[Stored data entries]
|---|

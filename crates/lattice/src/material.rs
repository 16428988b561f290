//! Materials and material patterns.
//!
//! A [`Material`] names a block or item type. Together with a small variant
//! number (colour, wood species, ...) it forms a [`MaterialData`], which is how
//! every block in the world is classified.
//!
//! A [`MaterialPattern`] is a predicate over `(type, variant)` pairs. Each entry
//! matches one type and either one variant or any variant. An empty pattern
//! matches everything and is used to express "no restriction".
//!
//! # Grammar
//!
//! ```text
//! pattern := single (';' single)*
//! single  := type [':' variant]
//! type    := material name (case-insensitive, spaces/hyphens allowed) | numeric id
//! variant := integer in 0..=255, or -1 for "any"
//! ```

use std::fmt;
use std::str::FromStr;

use serde::{Deserialize, Serialize};

use crate::error::ConfigError;

macro_rules! materials {
    ($($variant:ident = $id:literal => $name:literal,)*) => {
        /// A block or item type.
        ///
        /// Discriminants are the legacy numeric ids, which map documents may use
        /// in place of names.
        #[derive(Debug, Clone, Copy, PartialEq, Eq, Hash, PartialOrd, Ord, Serialize, Deserialize)]
        #[repr(u16)]
        #[allow(missing_docs)]
        pub enum Material {
            $($variant = $id,)*
        }

        impl Material {
            /// Get all materials as a slice.
            #[must_use]
            pub const fn all() -> &'static [Material] {
                &[$(Material::$variant,)*]
            }

            /// Canonical upper-case name (e.g. `STATIONARY_LAVA`).
            #[must_use]
            pub const fn name(self) -> &'static str {
                match self {
                    $(Material::$variant => $name,)*
                }
            }
        }
    };
}

materials! {
    Air = 0 => "AIR",
    Stone = 1 => "STONE",
    Grass = 2 => "GRASS",
    Dirt = 3 => "DIRT",
    Cobblestone = 4 => "COBBLESTONE",
    Wood = 5 => "WOOD",
    Sapling = 6 => "SAPLING",
    Bedrock = 7 => "BEDROCK",
    Water = 8 => "WATER",
    StationaryWater = 9 => "STATIONARY_WATER",
    Lava = 10 => "LAVA",
    StationaryLava = 11 => "STATIONARY_LAVA",
    Sand = 12 => "SAND",
    Gravel = 13 => "GRAVEL",
    GoldOre = 14 => "GOLD_ORE",
    IronOre = 15 => "IRON_ORE",
    CoalOre = 16 => "COAL_ORE",
    Log = 17 => "LOG",
    Leaves = 18 => "LEAVES",
    Sponge = 19 => "SPONGE",
    Glass = 20 => "GLASS",
    LapisOre = 21 => "LAPIS_ORE",
    LapisBlock = 22 => "LAPIS_BLOCK",
    Sandstone = 24 => "SANDSTONE",
    Wool = 35 => "WOOL",
    GoldBlock = 41 => "GOLD_BLOCK",
    IronBlock = 42 => "IRON_BLOCK",
    DoubleStep = 43 => "DOUBLE_STEP",
    Step = 44 => "STEP",
    Brick = 45 => "BRICK",
    Tnt = 46 => "TNT",
    Bookshelf = 47 => "BOOKSHELF",
    MossyCobblestone = 48 => "MOSSY_COBBLESTONE",
    Obsidian = 49 => "OBSIDIAN",
    Torch = 50 => "TORCH",
    Fire = 51 => "FIRE",
    Chest = 54 => "CHEST",
    DiamondOre = 56 => "DIAMOND_ORE",
    DiamondBlock = 57 => "DIAMOND_BLOCK",
    Workbench = 58 => "WORKBENCH",
    Ladder = 65 => "LADDER",
    Ice = 79 => "ICE",
    SnowBlock = 80 => "SNOW_BLOCK",
    Clay = 82 => "CLAY",
    Fence = 85 => "FENCE",
    Netherrack = 87 => "NETHERRACK",
    SoulSand = 88 => "SOUL_SAND",
    Glowstone = 89 => "GLOWSTONE",
    StainedGlass = 95 => "STAINED_GLASS",
    SmoothBrick = 98 => "SMOOTH_BRICK",
    IronFence = 101 => "IRON_FENCE",
    ThinGlass = 102 => "THIN_GLASS",
    NetherBrick = 112 => "NETHER_BRICK",
    EnderStone = 121 => "ENDER_STONE",
    EmeraldOre = 129 => "EMERALD_ORE",
    EmeraldBlock = 133 => "EMERALD_BLOCK",
    Beacon = 138 => "BEACON",
    RedstoneBlock = 152 => "REDSTONE_BLOCK",
    QuartzBlock = 155 => "QUARTZ_BLOCK",
    StainedClay = 159 => "STAINED_CLAY",
    StainedGlassPane = 160 => "STAINED_GLASS_PANE",
    HardClay = 172 => "HARD_CLAY",
    CoalBlock = 173 => "COAL_BLOCK",
    PackedIce = 174 => "PACKED_ICE",
    IronSword = 267 => "IRON_SWORD",
    Bow = 261 => "BOW",
    Arrow = 262 => "ARROW",
    Bucket = 325 => "BUCKET",
    WaterBucket = 326 => "WATER_BUCKET",
    LavaBucket = 327 => "LAVA_BUCKET",
    Snowball = 332 => "SNOW_BALL",
    Bone = 352 => "BONE",
    Seeds = 295 => "SEEDS",
    RottenFlesh = 367 => "ROTTEN_FLESH",
    Web = 30 => "WEB",
    Sulphur = 289 => "SULPHUR",
    Feather = 288 => "FEATHER",
    GoldenApple = 322 => "GOLDEN_APPLE",
}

|---|

_About this exercise_
Would you retype all of the data exactly as shown?

_Written solution_
filename crates/lattice/src/material.rs
repository 16428988b561f290
//! Materials and material patterns.
//!
//! A [`Material`] names a block or item type. Together with a small variant
//! number (colour, wood species, ...) it forms a [`MaterialData`], which is how
//! every block in the world is classified.
//!
//! A [`MaterialPattern`] is a predicate over `(type, variant)` pairs. Each entry
//! matches one type and either one variant or any variant. An empty pattern
//! matches everything and is used to express "no restriction".
//!
//! # Grammar
//!
//! ```text
//! pattern := single (';' single)*
//! single  := type [':' variant]
//! type    := material name (case-insensitive, spaces/hyphens allowed) | numeric id
//! variant := integer in 0..=255, or -1 for "any"
//! ```

use std::fmt;
use std::str::FromStr;

use serde::{Deserialize, Serialize};

use crate::error::ConfigError;

macro_rules! materials {
    ($($variant:ident = $id:literal => $name:literal,)*) => {
        /// A block or item type.
        ///
        /// Discriminants are the legacy numeric ids, which map documents may use
        /// in place of names.
        #[derive(Debug, Clone, Copy, PartialEq, Eq, Hash, PartialOrd, Ord, Serialize, Deserialize)]
        #[repr(u16)]
        #[allow(missing_docs)]
        pub enum Material {
            $($variant = $id,)*
        }

        impl Material {
            /// Get all materials as a slice.
            #[must_use]
            pub const fn all() -> &'static [Material] {
                &[$(Material::$variant,)*]
            }

            /// Canonical upper-case name (e.g. `STATIONARY_LAVA`).
            #[must_use]
            pub const fn name(self) -> &'static str {
                match self {
                    $(Material::$variant => $name,)*
                }
            }
        }
    };
}

materials! {
    Air = 0 => "AIR",
    Stone = 1 => "STONE",
    Grass = 2 => "GRASS",
    Dirt = 3 => "DIRT",
    Cobblestone = 4 => "COBBLESTONE",
    Wood = 5 => "WOOD",
    Sapling = 6 => "SAPLING",
    Bedrock = 7 => "BEDROCK",
    Water = 8 => "WATER",
    StationaryWater = 9 => "STATIONARY_WATER",
    Lava = 10 => "LAVA",
    StationaryLava = 11 => "STATIONARY_LAVA",
    Sand = 12 => "SAND",
    Gravel = 13 => "GRAVEL",
    GoldOre = 14 => "GOLD_ORE",
    IronOre = 15 => "IRON_ORE",
    CoalOre = 16 => "COAL_ORE",
    Log = 17 => "LOG",
    Leaves = 18 => "LEAVES",
    Sponge = 19 => "SPONGE",
    Glass = 20 => "GLASS",
    LapisOre = 21 => "LAPIS_ORE",
    LapisBlock = 22 => "LAPIS_BLOCK",
    Sandstone = 24 => "SANDSTONE",
    Wool = 35 => "WOOL",
    GoldBlock = 41 => "GOLD_BLOCK",
    IronBlock = 42 => "IRON_BLOCK",
    DoubleStep = 43 => "DOUBLE_STEP",
    Step = 44 => "STEP",
    Brick = 45 => "BRICK",
    Tnt = 46 => "TNT",
    Bookshelf = 47 => "BOOKSHELF",
    MossyCobblestone = 48 => "MOSSY_COBBLESTONE",
    Obsidian = 49 => "OBSIDIAN",
    Torch = 50 => "TORCH",
    Fire = 51 => "FIRE",
    Chest = 54 => "CHEST",
    DiamondOre = 56 => "DIAMOND_ORE",
    DiamondBlock = 57 => "DIAMOND_BLOCK",
    Workbench = 58 => "WORKBENCH",
    Ladder = 65 => "LADDER",
    Ice = 79 => "ICE",
    SnowBlock = 80 => "SNOW_BLOCK",
    Clay = 82 => "CLAY",
    Fence = 85 => "FENCE",
    Netherrack = 87 => "NETHERRACK",
    SoulSand = 88 => "SOUL_SAND",
    Glowstone = 89 => "GLOWSTONE",
    StainedGlass = 95 => "STAINED_GLASS",
    SmoothBrick = 98 => "SMOOTH_BRICK",
    IronFence = 101 => "IRON_FENCE",
    ThinGlass = 102 => "THIN_GLASS",
    NetherBrick = 112 => "NETHER_BRICK",
    EnderStone = 121 => "ENDER_STONE",
    EmeraldOre = 129 => "EMERALD_ORE",
    EmeraldBlock = 133 => "EMERALD_BLOCK",
    Beacon = 138 => "BEACON",
    RedstoneBlock = 152 => "REDSTONE_BLOCK",
    QuartzBlock = 155 => "QUARTZ_BLOCK",
    StainedClay = 159 => "STAINED_CLAY",
    StainedGlassPane = 160 => "STAINED_GLASS_PANE",
    HardClay = 172 => "HARD_CLAY",
    CoalBlock = 173 => "COAL_BLOCK",
    PackedIce = 174 => "PACKED_ICE",
    IronSword = 267 => "IRON_SWORD",
    Bow = 261 => "BOW",
    Arrow = 262 => "ARROW",
    Bucket = 325 => "BUCKET",
    WaterBucket = 326 => "WATER_BUCKET",
    LavaBucket = 327 => "LAVA_BUCKET",
    Snowball = 332 => "SNOW_BALL",
    Bone = 352 => "BONE",
    Seeds = 295 => "SEEDS",
    RottenFlesh = 367 => "ROTTEN_FLESH",
    Web = 30 => "WEB",
    Sulphur = 289 => "SULPHUR",
    Feather = 288 => "FEATHER",
    GoldenApple = 322 => "GOLDEN_APPLE",
}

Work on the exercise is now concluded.